Che poi, dopo tutto, chi e cosa è questo autore onnisciente, questo emulo di Dio che si beve l’anima dei personaggi brindando al senso ultimo, all’ultima parola della storia, di cui godrebbe in solitudine? “Che se la chiedano all’inferno”, suggerisce una voce. Buona lettura.
di Francesca Irene Sensini
Il libro:
L’Istrice di Luca Cristiano
Prospero Editore
Data di pubblicazione giugno 2020
pp. 124 – Cartaceo 12€
Sinossi:
Un uomo viene colpito in testa da un pezzetto di cemento. Un animale investito si dibatte sull’asfalto cercando di morire. Strane escrescenze spuntano sulla pelle della gente. Qualcosa di indicibile balugina dietro i vetri, mentre una monetina non smette di ruotare su sé stessa fino a sembrare un piccolo pianeta.
L’Autore:
Luca Cristiano è nato il 16/05/1980 a Potenza e vive a Pisa. Scrive su diverse riviste accademiche e militanti.
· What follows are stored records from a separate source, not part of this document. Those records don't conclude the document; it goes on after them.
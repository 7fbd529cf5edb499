//! Argument specifications captured when a keyword is registered.

use std::collections::BTreeSet;

use serde::{Deserialize, Serialize};
use serde_json::Value;

use crate::error::{Error, Result};

/// Receiver name recorded as the first parameter of bound methods.
const RECEIVER: &str = "self";

/// Describes the parameters a keyword accepts.
///
/// Positional parameters are stored in declaration order; `defaults` belong to
/// the trailing positional parameters, so every parameter before them is
/// mandatory.
#[derive(Clone, Debug, Default, PartialEq, Serialize, Deserialize)]
pub struct ArgumentSpec {
    args: Vec<String>,
    #[serde(default, skip_serializing_if = "Vec::is_empty")]
    defaults: Vec<Value>,
    #[serde(default, skip_serializing_if = "Option::is_none")]
    varargs: Option<String>,
    #[serde(default, skip_serializing_if = "Option::is_none")]
    kwargs: Option<String>,
}

impl ArgumentSpec {
    /// Specification of a keyword taking no arguments.
    #[must_use]
    pub fn empty() -> Self {
        Self::default()
    }

    /// Starts building a specification.
    #[must_use]
    pub fn builder() -> ArgumentSpecBuilder {
        ArgumentSpecBuilder::default()
    }

    /// Assembles a specification from already validated parts.
    ///
    /// Used by generated code, which checks parameter order at compile time.
    #[doc(hidden)]
    #[must_use]
    pub fn from_parts(
        args: Vec<String>,
        defaults: Vec<Value>,
        varargs: Option<String>,
        kwargs: Option<String>,
    ) -> Self {
        Self {
            args,
            defaults,
            varargs,
            kwargs,
        }
    }

    /// Returns a copy with the method receiver recorded as first parameter.
    #[must_use]
    pub fn with_receiver(mut self) -> Self {
        self.args.insert(0, RECEIVER.to_owned());
        self
    }

    /// Returns all positional parameter names, mandatory and defaulted.
    #[must_use]
    pub fn args(&self) -> &[String] {
        &self.args
    }

    /// Returns the default values of the trailing positional parameters.
    #[must_use]
    pub fn defaults(&self) -> &[Value] {
        &self.defaults
    }

    /// Returns the variadic positional parameter name.
    #[must_use]
    pub fn varargs(&self) -> Option<&str> {
        self.varargs.as_deref()
    }

    /// Returns the variadic keyword parameter name.
    #[must_use]
    pub fn kwargs(&self) -> Option<&str> {
        self.kwargs.as_deref()
    }

    /// Returns the mandatory parameters, skipping the receiver when `bound`.
    #[must_use]
    pub fn mandatory(&self, bound: bool) -> &[String] {
        let args = self.visible(bound);
        &args[..args.len().saturating_sub(self.defaults.len())]
    }

    /// Returns `(name, default)` pairs, skipping the receiver when `bound`.
    pub fn defaulted(&self, bound: bool) -> impl Iterator<Item = (&str, &Value)> {
        let args = self.visible(bound);
        let split = args.len().saturating_sub(self.defaults.len());
        args[split..]
            .iter()
            .map(String::as_str)
            .zip(self.defaults.iter())
    }

    /// Renders the host-facing argument descriptors.
    ///
    /// Mandatory names come first, then `name=default`, then `*varargs` and
    /// `**kwargs`.
    #[must_use]
    pub fn descriptors(&self, bound: bool) -> Vec<String> {
        let mut descriptors: Vec<String> = self.mandatory(bound).to_vec();
        descriptors.extend(
            self.defaulted(bound)
                .map(|(name, value)| format!("{name}={}", render_default(value))),
        );
        if let Some(varargs) = &self.varargs {
            descriptors.push(format!("*{varargs}"));
        }
        if let Some(kwargs) = &self.kwargs {
            descriptors.push(format!("**{kwargs}"));
        }
        descriptors
    }

    fn visible(&self, bound: bool) -> &[String] {
        if bound {
            self.args.get(1..).unwrap_or_default()
        } else {
            &self.args
        }
    }
}

fn render_default(value: &Value) -> String {
    match value {
        Value::String(text) => text.clone(),
        other => other.to_string(),
    }
}

/// Builder for [`ArgumentSpec`].
#[derive(Debug, Default)]
pub struct ArgumentSpecBuilder {
    spec: ArgumentSpec,
    violation: Option<String>,
}

impl ArgumentSpecBuilder {
    /// Appends a mandatory positional parameter.
    #[must_use]
    pub fn arg(mut self, name: impl Into<String>) -> Self {
        let name = name.into();
        if !self.spec.defaults.is_empty() {
            self.reject(format!(
                "mandatory parameter `{name}` follows a parameter with a default"
            ));
        }
        self.push_positional(name);
        self
    }

    /// Appends a positional parameter with a default value.
    #[must_use]
    pub fn arg_with_default(mut self, name: impl Into<String>, default: impl Into<Value>) -> Self {
        self.push_positional(name.into());
        self.spec.defaults.push(default.into());
        self
    }

    /// Declares the variadic positional parameter.
    #[must_use]
    pub fn varargs(mut self, name: impl Into<String>) -> Self {
        let name = name.into();
        if self.spec.varargs.is_some() {
            self.reject(format!("second variadic parameter `{name}`"));
        }
        if self.spec.kwargs.is_some() {
            self.reject(format!("variadic parameter `{name}` follows keyword parameters"));
        }
        self.spec.varargs = Some(name);
        self
    }

    /// Declares the variadic keyword parameter.
    #[must_use]
    pub fn kwargs(mut self, name: impl Into<String>) -> Self {
        let name = name.into();
        if self.spec.kwargs.is_some() {
            self.reject(format!("second keyword parameter `{name}`"));
        }
        self.spec.kwargs = Some(name);
        self
    }

    /// Finalises the specification.
    ///
    /// # Errors
    ///
    /// Returns [`Error::InvalidSignature`] if parameters were declared out of
    /// order, a name is empty, or a name is used twice.
    pub fn build(self) -> Result<ArgumentSpec> {
        if let Some(reason) = self.violation {
            return Err(Error::invalid_signature(reason));
        }

        let spec = self.spec;
        let mut seen = BTreeSet::new();
        let names = spec
            .args
            .iter()
            .chain(spec.varargs.iter())
            .chain(spec.kwargs.iter());
        for name in names {
            if name.trim().is_empty() {
                return Err(Error::invalid_signature("parameter names cannot be empty"));
            }
            if !seen.insert(name.as_str()) {
                return Err(Error::invalid_signature(format!(
                    "duplicate parameter `{name}`"
                )));
            }
        }

        Ok(spec)
    }

    fn push_positional(&mut self, name: String) {
        if self.spec.varargs.is_some() || self.spec.kwargs.is_some() {
            self.reject(format!("parameter `{name}` follows a variadic parameter"));
        }
        self.spec.args.push(name);
    }

    fn reject(&mut self, reason: String) {
        self.violation.get_or_insert(reason);
    }
}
Per l’editore Effigie ha curato con Enrico Macioci Dentro al nero: tredici sguardi su It di Stephen King. Nel 2016 ha pubblicato per Transeuropa la monografia Crema di vetro: misura e dismisura nei romanzi di Antonio Moresco.
Per Prospero Editore ha scritto la raccolta di poesie Brucia la cenere (2017), il volume di racconti La danza delle vergini e delle vedove (2018) e il romanzo L’istrice (2020).
Prospero Editore è una casa editrice fondata nel 2013 a Novate Milanese (MI) e prende il nome dal duca di Milano protagonista della Tempesta di Shakespeare. Mago e intellettuale che non si separava mai dai propri libri, Prospero aveva creato degli spiriti e dotato di parole i loro pensieri. Ed è in questo senso che la nostra redazione interpreta il lavoro sui testi: una collaborazione con le scrittrici e gli scrittori volta a esprimere al meglio ciò che pensano, all’insegna del motto omnia stilus solvit (« lo stile/lo stilo è una risposta a tutto »).